El capítulo 5, ‘El Estado que construye hoteles’, es particularmente ilustrativo porque pone de manifiesto, leído hoy, ese contrasentido que son los Paradores, financiados por el Estado, con empleados públicos y a menudo con ubicaciones caprichosas según los políticos de turno que mandaron en el sector (como el disparate y agujero financiero de Parador de Ibiza con Juan Mesquida, o tantos paraderos gallegos con Fraga, etc.). Ya en 1932 se decía que el PNT “ni debe ser hotelero, ni sabe serlo”. Hoy mismo, casi cien años después, Paradores está siempre dirigido por un cargo político del partido en el gobierno y los criterios políticos son los que prevalecen, “invadiendo la actuación privada”, como entonces.

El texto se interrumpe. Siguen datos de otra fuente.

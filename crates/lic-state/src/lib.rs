//! # lic-state — Derived Lifecycle Status for License Instances
//!
//! Classifies a license instance relative to "today". Nothing here is
//! persisted: every query recomputes from the instance's dates, so a
//! status can never go stale.
//!
//! ## Classifications
//!
//! - **Instance status** (`status.rs`): `PENDING → ACTIVE → WARNING →
//!   EXPIRED` as the calendar moves, with PENDING checked first.
//!
//! - **Renewal urgency** (`urgency.rs`): a coarser scale used by reporting
//!   (`expired`, `critical`, `warning`, `active`, `no_expiry`) with its own
//!   day thresholds. The two scales are deliberately not unified.
//!
//! - **Auto-renew** (`renewal.rs`): the instance's tri-state override
//!   resolved against the license default.
//!
//! ## Design
//!
//! Thresholds come from [`LifecycleConfig`], passed to
//! [`LifecycleClassifier::new`]. There are no module-level constants that
//! callers cannot override.

pub mod classifier;
pub mod config;
pub mod renewal;
pub mod status;
pub mod urgency;

pub use classifier::LifecycleClassifier;
pub use config::{LifecycleConfig, LifecycleConfigError};
pub use renewal::effective_auto_renew;
pub use status::InstanceStatus;
pub use urgency::RenewalUrgency;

La trayectoria, el hilo conductor de la intervención estatal, que va desde la Comisaría Regia del Turismo (creada en 1911), pasando por el Patronato Nacional de Turismo y por fin la Dirección General de Turismo republicana, ponen de manifiesto esa relación triangular que resalta la autora entre turismo, cultura e intervención pública. Un equilibrio que no siempre fue respetado y que la autora demuestra que cuando la política incide demasiado, apoyada en amistades, ideología o mero clientelismo, salen perjudicados los otros dos vértices, el económico y el cultural o patrimonial. Eso es palmario en lo que ha sucedido después de los años sesenta del pasado siglo, con el desarrollismo a cualquier precio de Fraga apoyado en los constructores, que ha dado en la destrucción del litoral -la destrucción a toda costa que ha denunciado Greenpeace desde hace años sin respuesta alguna del Estado, y ha contribuido en gran medida a esa España fea que ha denunciado Andrés Rubio (España fea https://laplumadelcormoran.wordpress.com/2023/02/04/la-espana-fea-libro-de-andres-rubio/).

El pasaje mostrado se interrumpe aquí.